BGH Urteil v. - VII ZR 274/21

Instanzenzug: Az: 21 U 5209/20vorgehend LG Ingolstadt Az: 53 O 1355/19

Tatbestand

1Der Kläger nimmt die Beklagte hinsichtlich eines von ihm im Juni 2016 als Gebrauchtwagen erworbenen und von der Beklagten hergestellten Fahrzeugs Audi SQ5 in Anspruch. Das Fahrzeug ist mit einem 3.0 l V6 Turbo-Dieselmotor (Euro 5) ausgestattet. Die Abgasrückführung erfolgt unter anderem temperaturgesteuert mittels eines sogenannten Thermofensters. Das Fahrzeug ist nicht von einem Rückrufbescheid des Kraftfahrt-Bundesamtes (KBA) wegen unzulässiger Abschalteinrichtungen betroffen.

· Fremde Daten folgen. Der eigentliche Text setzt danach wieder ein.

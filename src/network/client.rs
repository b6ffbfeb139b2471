//! HTTP client for making requests to the search provider

use crate::config::ProviderSettings;
use crate::provider::{ProviderRequest, ProviderResponse};
use anyhow::{Context, Result};
use reqwest::{Client, Response};
use std::collections::HashMap;
use std::time::Duration;

/// HTTP client wrapper with repo-finder specific configuration
#[derive(Clone)]
pub struct HttpClient {
    client: Client,
    default_timeout: Duration,
    user_agent: String,
}

impl HttpClient {
    /// Create a new HTTP client with default settings
    pub fn new() -> Result<Self> {
        Self::with_settings(&ProviderSettings::default())
    }

    /// Create a new HTTP client with custom settings
    pub fn with_settings(settings: &ProviderSettings) -> Result<Self> {
        let timeout = Duration::try_from_secs_f64(settings.request_timeout)
            .with_context(|| format!("Invalid request timeout: {}", settings.request_timeout))?;

        let mut builder = Client::builder()
            .timeout(timeout)
            .gzip(true)
            .brotli(true);

        // SSL verification
        if !settings.verify_ssl {
            builder = builder.danger_accept_invalid_certs(true);
        }

        // Proxy settings
        if let Some(ref proxy_url) = settings.proxies.all {
            builder = builder.proxy(reqwest::Proxy::all(proxy_url)?);
        } else {
            if let Some(ref http) = settings.proxies.http {
                builder = builder.proxy(reqwest::Proxy::http(http)?);
            }
            if let Some(ref https) = settings.proxies.https {
                builder = builder.proxy(reqwest::Proxy::https(https)?);
            }
        }

        let client = builder.build()?;

        Ok(Self {
            client,
            default_timeout: timeout,
            user_agent: settings.user_agent.clone(),
        })
    }

    /// Execute a provider request.
    ///
    /// Dropping the returned future aborts the transfer.
    pub async fn execute(&self, request: ProviderRequest) -> Result<ProviderResponse> {
        let mut req_builder = self
            .client
            .get(&request.url)
            .timeout(self.default_timeout)
            .header("User-Agent", &self.user_agent);

        // Custom headers override the defaults
        for (key, value) in &request.headers {
            req_builder = req_builder.header(key, value);
        }

        if !request.params.is_empty() {
            req_builder = req_builder.query(&request.params);
        }

        let response = req_builder.send().await?;

        Self::parse_response(response).await
    }

    /// Parse response into ProviderResponse
    async fn parse_response(response: Response) -> Result<ProviderResponse> {
        let status = response.status().as_u16();
        let url = response.url().to_string();

        let mut headers = HashMap::new();
        for (key, value) in response.headers() {
            if let Ok(v) = value.to_str() {
                headers.insert(key.to_string(), v.to_string());
            }
        }

        let text = response.text().await?;

        Ok(ProviderResponse {
            status,
            headers,
            text,
            url,
        })
    }

    /// Get current user agent
    pub fn user_agent(&self) -> &str {
        &self.user_agent
    }
}
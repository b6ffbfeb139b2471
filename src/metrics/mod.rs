//! Metrics collection module
//!
//! Tracks how searches are resolved during a session: cache hits, network
//! fetches, cancellations, failures and provider response times.

use std::sync::atomic::{AtomicU64, Ordering};
use std::sync::RwLock;

/// Response times kept for the rolling average
const RESPONSE_WINDOW: usize = 100;

/// Session search counters
pub struct SearchMetrics {
    /// Resolutions attempted (cache or network)
    resolutions: AtomicU64,
    cache_hits: AtomicU64,
    network_fetches: AtomicU64,
    cancellations: AtomicU64,
    errors: AtomicU64,
    /// Provider response times in ms
    response_times: RwLock<Vec<u64>>,
}

impl SearchMetrics {
    /// Create a new metrics instance
    pub fn new() -> Self {
        Self {
            resolutions: AtomicU64::new(0),
            cache_hits: AtomicU64::new(0),
            network_fetches: AtomicU64::new(0),
            cancellations: AtomicU64::new(0),
            errors: AtomicU64::new(0),
            response_times: RwLock::new(Vec::new()),
        }
    }

    pub fn record_resolution(&self) {
        self.resolutions.fetch_add(1, Ordering::Relaxed);
    }

    pub fn record_cache_hit(&self) {
        self.cache_hits.fetch_add(1, Ordering::Relaxed);
    }

    pub fn record_fetch(&self) {
        self.network_fetches.fetch_add(1, Ordering::Relaxed);
    }

    pub fn record_cancellation(&self) {
        self.cancellations.fetch_add(1, Ordering::Relaxed);
    }

    pub fn record_error(&self) {
        self.errors.fetch_add(1, Ordering::Relaxed);
    }

    /// Record provider response time
    pub fn record_response_time(&self, time_ms: u64) {
        let mut times = self
            .response_times
            .write()
            .unwrap_or_else(|poisoned| poisoned.into_inner());

        if times.len() >= RESPONSE_WINDOW {
            times.remove(0);
        }
        times.push(time_ms);
    }

    pub fn resolutions(&self) -> u64 {
        self.resolutions.load(Ordering::Relaxed)
    }

    pub fn cache_hits(&self) -> u64 {
        self.cache_hits.load(Ordering::Relaxed)
    }

    pub fn network_fetches(&self) -> u64 {
        self.network_fetches.load(Ordering::Relaxed)
    }

    pub fn cancellations(&self) -> u64 {
        self.cancellations.load(Ordering::Relaxed)
    }

    pub fn errors(&self) -> u64 {
        self.errors.load(Ordering::Relaxed)
    }

    /// Average provider response time
    pub fn avg_response_time(&self) -> Option<u64> {
        let times = self
            .response_times
            .read()
            .unwrap_or_else(|poisoned| poisoned.into_inner());
        if times.is_empty() {
            None
        } else {
            Some(times.iter().sum::<u64>() / times.len() as u64)
        }
    }

    /// Share of resolutions served from cache, in percent
    pub fn cache_hit_rate(&self) -> f64 {
        let total = self.resolutions();
        if total == 0 {
            0.0
        } else {
            (self.cache_hits() as f64 / total as f64) * 100.0
        }
    }

    pub fn summary(&self) -> MetricsSummary {
        MetricsSummary {
            resolutions: self.resolutions(),
            cache_hits: self.cache_hits(),
            network_fetches: self.network_fetches(),
            cancellations: self.cancellations(),
            errors: self.errors(),
            avg_response_time: self.avg_response_time(),
        }
    }
}

impl Default for SearchMetrics {
    fn default() -> Self {
        Self::new()
    }
}

/// Point-in-time copy of the counters
#[derive(Debug, Clone, PartialEq, Eq)]
pub struct MetricsSummary {
    pub resolutions: u64,
    pub cache_hits: u64,
    pub network_fetches: u64,
    pub cancellations: u64,
    pub errors: u64,
    pub avg_response_time: Option<u64>,
}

2Der Kläger ist der Auffassung, die Beklagte habe ihn im Wege des Schadensersatzes so zu stellen, als habe er den Kaufvertrag für das Fahrzeug nicht abgeschlossen. Mit der Klage hat er zuletzt die Rückzahlung des um eine Nutzungsentschädigung gekürzten Kaufpreises in Höhe von 45.598 € nebst Prozesszinsen aus 39.085,22 € Zug um Zug gegen Übereignung und Herausgabe des Fahrzeugs, die Feststellung, dass sich die Beklagte im Annahmeverzug befinde, sowie die Freistellung von vorgerichtlichen Rechtsanwaltskosten verlangt.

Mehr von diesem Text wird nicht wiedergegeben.